**Records for the task:**
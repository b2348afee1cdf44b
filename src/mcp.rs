use std::sync::Arc;

use rmcp::{
    ServerHandler,
    ServiceExt,
    handler::server::{router::tool::ToolRouter, wrapper::Parameters},
    model::{
        CallToolResult,
        Content,
        Implementation,
        ServerCapabilities,
        ServerInfo,
    },
    tool,
    tool_handler,
    tool_router,
};
use schemars::JsonSchema;
use serde::{Deserialize, Serialize};
use serde_json::json;

use crate::{
    error,
    note::UserId,
    note_db::NoteDb,
    search::{self, Tier},
    text_util::{add_line_numbers, apply_line_limits, extract_snippet},
};

const DEFAULT_SEARCH_LIMIT: usize = 20;

struct JotterState {
    db: NoteDb,
    owner: UserId,
}

/// MCP server exposing one owner's notes.
#[derive(Clone)]
pub struct JotterMcpServer {
    state: Arc<JotterState>,
    tool_router: ToolRouter<Self>,
}

impl JotterMcpServer {
    fn new(state: JotterState) -> Self {
        Self {
            state: Arc::new(state),
            tool_router: Self::tool_router(),
        }
    }
}

#[tool_router(router = tool_router)]
impl JotterMcpServer {
    /// Search notes with subsequence ranking and token fallback.
    #[tool(
        name = "jotter_search",
        description = "Search notes by title and content. A blank query lists all notes, newest first."
    )]
    pub async fn jotter_search(
        &self,
        params: Parameters<SearchParams>,
    ) -> Result<CallToolResult, rmcp::ErrorData> {
        let params = params.0;
        let query = params.query.trim().to_string();
        let limit = params.limit.unwrap_or(DEFAULT_SEARCH_LIMIT);
        let include_snippet = params.include_snippet.unwrap_or(true);

        let hits = search::list_or_search(&self.state.db, &query, self.state.owner)
            .map_err(|e| mcp_error("search failed", e))?;

        let mut items = Vec::with_capacity(hits.len().min(limit));
        for hit in hits.into_iter().take(limit) {
            let snippet = if include_snippet && !query.is_empty() {
                self.state
                    .db
                    .get_note(hit.summary.id, self.state.owner)
                    .map_err(|e| mcp_error("failed to load note", e))?
                    .and_then(|note| extract_snippet(&note.content, &query))
                    .map(|(snippet, start_line)| {
                        add_line_numbers(&snippet, start_line)
                    })
            } else {
                None
            };

            items.push(SearchResultItem {
                id: hit.summary.id,
                title: hit.summary.title,
                excerpt: hit.summary.excerpt,
                updated_at: hit.summary.updated_at,
                score: hit.score,
                tier: hit.tier,
                snippet,
            });
        }

        let summary = format_search_summary(&items, &query);
        let structured = serde_json::to_value(SearchResponse {
            query,
            result_count: items.len(),
            results: items,
        })
        .map_err(|e| mcp_error("failed to serialize search results", e))?;

        let mut result = CallToolResult::success(vec![Content::text(summary)]);
        result.structured_content = Some(structured);
        Ok(result)
    }

    /// Fetch one note by id.
    #[tool(
        name = "jotter_get",
        description = "Read a note by id. Supports line numbers and line limits."
    )]
    pub async fn jotter_get(
        &self,
        params: Parameters<GetParams>,
    ) -> Result<CallToolResult, rmcp::ErrorData> {
        let params = params.0;
        let note = self
            .state
            .db
            .get_note(params.id, self.state.owner)
            .map_err(|e| mcp_error("failed to load note", e))?
            .ok_or_else(|| {
                rmcp::ErrorData::invalid_params(
                    format!("note not found: {}", params.id),
                    None,
                )
            })?;

        let content = if params.line_numbers.unwrap_or(false) {
            add_line_numbers(&note.content, 1)
        } else {
            note.content.clone()
        };
        let body = apply_line_limits(
            &content,
            params.from_line.unwrap_or(1),
            params.max_lines,
        );

        let text = format!("# {}\n\n{body}", note.title);
        let mut result = CallToolResult::success(vec![Content::text(text)]);
        result.structured_content = Some(json!({
            "id": note.id,
            "title": note.title,
            "createdAt": note.created_at,
            "updatedAt": note.updated_at,
        }));
        Ok(result)
    }
}

#[tool_handler(router = self.tool_router)]
impl ServerHandler for JotterMcpServer {
    fn get_info(&self) -> ServerInfo {
        ServerInfo::new(ServerCapabilities::builder().enable_tools().build())
            .with_server_info(
                Implementation::new("jotter", env!("CARGO_PKG_VERSION"))
                    .with_title("jotter MCP"),
            )
            .with_instructions(
                "Use jotter_search to find notes, then jotter_get to read one by id.",
            )
    }
}

#[derive(Debug, Clone, Serialize, Deserialize, JsonSchema)]
#[serde(rename_all = "camelCase")]
pub struct SearchParams {
    /// Search query string. Blank lists every note.
    pub query: String,
    /// Maximum number of results (default: 20).
    pub limit: Option<usize>,
    /// Include a snippet around the match (default: true).
    pub include_snippet: Option<bool>,
}

#[derive(Debug, Clone, Serialize, Deserialize, JsonSchema)]
#[serde(rename_all = "camelCase")]
pub struct GetParams {
    /// Note id.
    pub id: u64,
    /// First content line to return, 1-indexed (default: 1).
    pub from_line: Option<usize>,
    /// Maximum number of content lines to return.
    pub max_lines: Option<usize>,
    /// Prefix content lines with their line numbers (default: false).
    pub line_numbers: Option<bool>,
}

#[derive(Debug, Serialize)]
#[serde(rename_all = "camelCase")]
struct SearchResponse {
    query: String,
    result_count: usize,
    results: Vec<SearchResultItem>,
}

#[derive(Debug, Serialize)]
#[serde(rename_all = "camelCase")]
struct SearchResultItem {
    id: u64,
    title: String,
    excerpt: String,
    updated_at: u64,
    score: Option<f64>,
    tier: Option<Tier>,
    snippet: Option<String>,
}

fn format_search_summary(results: &[SearchResultItem], query: &str) -> String {
    if results.is_empty() {
        return format!("No notes found for \"{query}\"");
    }

    let mut lines = Vec::with_capacity(results.len() + 1);
    let suffix = if results.len() == 1 { "" } else { "s" };
    if query.is_empty() {
        lines.push(format!("{} note{suffix}:", results.len()));
    } else {
        lines.push(format!(
            "Found {} note{suffix} for \"{query}\":",
            results.len()
        ));
    }

    for item in results {
        match item.score {
            Some(score) => {
                lines.push(format!("#{} {score:.1} {}", item.id, item.title))
            }
            None => lines.push(format!("#{} {}", item.id, item.title)),
        }
    }

    lines.join("\n")
}

fn mcp_error(message: &str, error: impl std::fmt::Display) -> rmcp::ErrorData {
    rmcp::ErrorData::internal_error(
        message.to_string(),
        Some(json!({ "error": error.to_string() })),
    )
}

pub fn run_mcp(db: NoteDb, owner: UserId) -> error::Result<()> {
    let server = JotterMcpServer::new(JotterState { db, owner });

    let runtime = tokio::runtime::Builder::new_multi_thread()
        .enable_all()
        .build()
        .map_err(|e| {
            error::Error::Config(format!("failed to start tokio runtime: {e}"))
        })?;

    runtime.block_on(async move {
        let transport = rmcp::transport::stdio();
        let running = server.serve(transport).await.map_err(|e| {
            error::Error::Config(format!(
                "MCP server initialization failed: {e}"
            ))
        })?;
        running.waiting().await.map_err(|e| {
            error::Error::Config(format!("MCP server error: {e}"))
        })?;
        Ok(())
    })
}

#[cfg(test)]
mod tests {
    use super::*;
    use crate::note::NoteInput;

    fn test_server() -> (tempfile::TempDir, JotterMcpServer) {
        let tmp = tempfile::tempdir().unwrap();
        let db = NoteDb::open(&tmp.path().join("notes.redb")).unwrap();
        db.create_note(
            1,
            &NoteInput::new("Rust book", "Intro\nrust ownership rules\nEnd"),
        )
        .unwrap();
        db.create_note(1, &NoteInput::new("Rustacean meetup", "notes"))
            .unwrap();
        db.create_note(2, &NoteInput::new("Rust secrets", "rust rust"))
            .unwrap();
        (tmp, JotterMcpServer::new(JotterState { db, owner: 1 }))
    }

    fn text_of(result: &CallToolResult) -> String {
        result
            .content
            .first()
            .and_then(|c| c.as_text())
            .map(|t| t.text.clone())
            .unwrap_or_default()
    }

    #[tokio::test]
    async fn search_tool_returns_structured_results() {
        let (_tmp, server) = test_server();

        let params = SearchParams {
            query: "rust".to_string(),
            limit: Some(5),
            include_snippet: Some(true),
        };
        let result = server.jotter_search(Parameters(params)).await.unwrap();

        let structured = result.structured_content.clone().expect("structured");
        let results = structured
            .get("results")
            .and_then(|v| v.as_array())
            .expect("results array");

        assert_eq!(results.len(), 2);
        assert_eq!(results[0].get("id").and_then(|v| v.as_u64()), Some(1));
        assert_eq!(
            results[0].get("tier").and_then(|v| v.as_str()),
            Some("primary")
        );
        assert_eq!(
            results[1].get("tier").and_then(|v| v.as_str()),
            Some("fallback")
        );
        let snippet = results[0]
            .get("snippet")
            .and_then(|v| v.as_str())
            .unwrap_or("");
        assert!(snippet.contains("2: rust ownership rules"));

        assert!(text_of(&result).contains("Found 2 notes"));
    }

    #[tokio::test]
    async fn blank_search_lists_all_notes() {
        let (_tmp, server) = test_server();

        let params = SearchParams {
            query: "  ".to_string(),
            limit: None,
            include_snippet: None,
        };
        let result = server.jotter_search(Parameters(params)).await.unwrap();

        let structured = result.structured_content.expect("structured");
        assert_eq!(
            structured.get("resultCount").and_then(|v| v.as_u64()),
            Some(2)
        );
    }

    #[tokio::test]
    async fn get_tool_applies_line_limits() {
        let (_tmp, server) = test_server();

        let params = GetParams {
            id: 1,
            from_line: Some(2),
            max_lines: Some(1),
            line_numbers: Some(true),
        };
        let result = server.jotter_get(Parameters(params)).await.unwrap();

        let text = text_of(&result);
        assert!(text.starts_with("# Rust book"));
        assert!(text.contains("2: rust ownership rules"));
        assert!(!text.contains("Intro"));
    }

    #[tokio::test]
    async fn get_tool_hides_other_owners() {
        let (_tmp, server) = test_server();

        let params = GetParams {
            id: 3,
            from_line: None,
            max_lines: None,
            line_numbers: None,
        };
        assert!(server.jotter_get(Parameters(params)).await.is_err());
    }
}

**Your instructions:** Pick every line of the data that includes the string "rules".

**Response to this exercise:**
            &NoteInput::new("Rust book", "Intro\nrust ownership rules\nEnd"),
        assert!(snippet.contains("2: rust ownership rules"));
        assert!(text.contains("2: rust ownership rules"));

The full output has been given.